— DATA SUPPLIED —
+ + + + + + +

// Copyright 2025 eraflo
//
// Licensed under the Apache License, Version 2.0 (the "License");
// you may not use this file except in compliance with the License.
// You may obtain a copy of the License at
//
//     http://www.apache.org/licenses/LICENSE-2.0
//
// Unless required by applicable law or agreed to in writing, software
// distributed under the License is distributed on an "AS IS" BASIS,
// WITHOUT WARRANTIES OR CONDITIONS OF ANY KIND, either express or implied.
// See the License for the specific language governing permissions and
// limitations under the License.

//! Mip-chain generation on a worker pool.
//!
//! Every level is an independent Lanczos3 rescale of the source image, so all
//! levels are computed in parallel. The caller blocks on a
//! [`CompletionGroup`] bounded by a timeout and a [`CancellationToken`].

use image::imageops::{self, FilterType};
use image::RgbaImage;
use prism_core::rhi::settings::RhiSettings;
use prism_core::sync::{CancellationToken, CompletionGroup, WaitError};
use std::fmt;
use std::sync::{Arc, Mutex, PoisonError};
use std::time::Duration;

/// Why a mip chain could not be generated.
#[derive(Debug, Clone, PartialEq, Eq)]
pub enum MipError {
    /// The source image has no pixels.
    EmptyImage,
    /// The worker pool could not be started.
    PoolCreation(String),
    /// The wait for the workers failed.
    Wait(WaitError),
    /// A worker finished without producing its level.
    LevelMissing(u32),
}

impl fmt::Display for MipError {
    fn fmt(&self, f: &mut fmt::Formatter<'_>) -> fmt::Result {
        match self {
            MipError::EmptyImage => write!(f, "Cannot generate mips of an empty image"),
            MipError::PoolCreation(msg) => write!(f, "Failed to start the mip worker pool: {msg}"),
            MipError::Wait(e) => write!(f, "Mip generation did not finish: {e}"),
            MipError::LevelMissing(level) => write!(f, "Mip level {level} was not produced"),
        }
    }
}

impl std::error::Error for MipError {
    fn source(&self) -> Option<&(dyn std::error::Error + 'static)> {
        match self {
            MipError::Wait(e) => Some(e),
            _ => None,
        }
    }
}

impl From<WaitError> for MipError {
    fn from(e: WaitError) -> Self {
        MipError::Wait(e)
    }
}

/// A full mip chain. Level zero is the source image.
#[derive(Debug, Clone)]
pub struct MipChain {
    levels: Vec<RgbaImage>,
}

impl MipChain {
    /// Number of levels.
    pub fn len(&self) -> usize {
        self.levels.len()
    }

    /// `true` if the chain has no levels. Never the case for a generated chain.
    pub fn is_empty(&self) -> bool {
        self.levels.is_empty()
    }

    /// Level `index`, largest first.
    pub fn level(&self, index: usize) -> Option<&RgbaImage> {
        self.levels.get(index)
    }

    /// Every level, largest first.
    pub fn levels(&self) -> &[RgbaImage] {
        &self.levels
    }

    /// Consumes the chain.
    pub fn into_levels(self) -> Vec<RgbaImage> {
        self.levels
    }
}

/// Number of levels from `width` x `height` down to the first level with a
/// dimension of one.
pub fn mip_level_count(width: u32, height: u32) -> u32 {
    let (mut width, mut height) = (width, height);
    let mut count = 1;
    while width > 1 && height > 1 {
        width /= 2;
        height /= 2;
        count += 1;
    }
    count
}

/// Generates mip chains on a dedicated rayon pool.
pub struct MipChainGenerator {
    pool: rayon::ThreadPool,
}

impl MipChainGenerator {
    /// Starts a pool of `threads` workers. Zero picks one per core.
    pub fn new(threads: usize) -> Result<Self, MipError> {
        let pool = rayon::ThreadPoolBuilder::new()
            .num_threads(threads)
            .thread_name(|i| format!("prism-mip-{i}"))
            .build()
            .map_err(|e| MipError::PoolCreation(e.to_string()))?;
        log::debug!("Mip worker pool started with {} threads", pool.current_num_threads());
        Ok(Self { pool })
    }

    /// Generates every level of `source`, waiting at most `timeout`.
    ///
    /// Cancelling `cancel` makes queued levels skip their work and the wait
    /// return [`WaitError::Cancelled`].
    pub fn generate(
        &self,
        source: &RgbaImage,
        timeout: Duration,
        cancel: &CancellationToken,
    ) -> Result<MipChain, MipError> {
        let (width, height) = source.dimensions();
        if width == 0 || height == 0 {
            return Err(MipError::EmptyImage);
        }

        let level_count = mip_level_count(width, height);
        let source = Arc::new(source.clone());
        let results: Arc<Mutex<Vec<Option<RgbaImage>>>> =
            Arc::new(Mutex::new(vec![None; level_count as usize]));

        let mut group = CompletionGroup::new();
        for level in 1..level_count {
            let token = group.token();
            let source = Arc::clone(&source);
            let results = Arc::clone(&results);
            let cancel = cancel.clone();
            let level_width = (width >> level).max(1);
            let level_height = (height >> level).max(1);
            self.pool.spawn(move || {
                if cancel.is_cancelled() {
                    return;
                }
                let image = imageops::resize(&*source, level_width, level_height, FilterType::Lanczos3);
                results.lock().unwrap_or_else(PoisonError::into_inner)[level as usize] = Some(image);
                token.complete();
            });
        }

        if let Err(e) = group.wait(timeout, cancel) {
            log::error!("Mip generation of a {width}x{height} image failed: {e}");
            return Err(e.into());
        }

        let mut results = std::mem::take(&mut *results.lock().unwrap_or_else(PoisonError::into_inner));
        let mut levels = Vec::with_capacity(level_count as usize);
        levels.push(source.as_ref().clone());
        for level in 1..level_count {
            let image = results[level as usize]
                .take()
                .ok_or(MipError::LevelMissing(level))?;
            levels.push(image);
        }
        log::debug!("Generated {level_count} mips for a {width}x{height} image");
        Ok(MipChain { levels })
    }

    /// [`generate`](Self::generate) bounded by `mip_generation_timeout_ms`.
    pub fn generate_with_settings(
        &self,
        source: &RgbaImage,
        settings: &RhiSettings,
        cancel: &CancellationToken,
    ) -> Result<MipChain, MipError> {
        self.generate(source, settings.mip_generation_timeout(), cancel)
    }
}

#[cfg(test)]
mod tests {
    use super::*;
    use image::Rgba;

    #[test]
    fn level_count_stops_at_one_pixel() {
        assert_eq!(mip_level_count(1, 1), 1);
        assert_eq!(mip_level_count(16, 16), 5);
        assert_eq!(mip_level_count(16, 2), 2);
    }

    #[test]
    fn generates_halving_levels() {
        let generator = MipChainGenerator::new(2).unwrap();
        let source = RgbaImage::from_pixel(32, 16, Rgba([200, 100, 50, 255]));

        let chain = generator
            .generate(&source, Duration::from_secs(10), &CancellationToken::new())
            .unwrap();

        let sizes: Vec<_> = chain.levels().iter().map(|l| l.dimensions()).collect();
        assert_eq!(sizes, vec![(32, 16), (16, 8), (8, 4), (4, 2), (2, 1)]);
        // A flat color stays flat under Lanczos3.
        let pixel = chain.level(4).unwrap().get_pixel(1, 0);
        assert!(pixel.0[0].abs_diff(200) <= 1);
    }

    #[test]
    fn cancelled_generation_fails() {
        let generator = MipChainGenerator::new(1).unwrap();
        let source = RgbaImage::new(64, 64);
        let cancel = CancellationToken::new();
        cancel.cancel();

        let result = generator.generate(&source, Duration::from_secs(10), &cancel);

        assert_eq!(result.unwrap_err(), MipError::Wait(WaitError::Cancelled));
    }

    #[test]
    fn empty_image_is_rejected() {
        let generator = MipChainGenerator::new(1).unwrap();
        let result = generator.generate(
            &RgbaImage::new(0, 0),
            Duration::from_secs(1),
            &CancellationToken::new(),
        );
        assert_eq!(result.unwrap_err(), MipError::EmptyImage);
    }
}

+ + + + + + +

— ACTIVITY —
When a line in the data above contains the string "mips", copy that line.

— FINAL ANSWER —
            MipError::EmptyImage => write!(f, "Cannot generate mips of an empty image"),
        log::debug!("Generated {level_count} mips for a {width}x{height} image");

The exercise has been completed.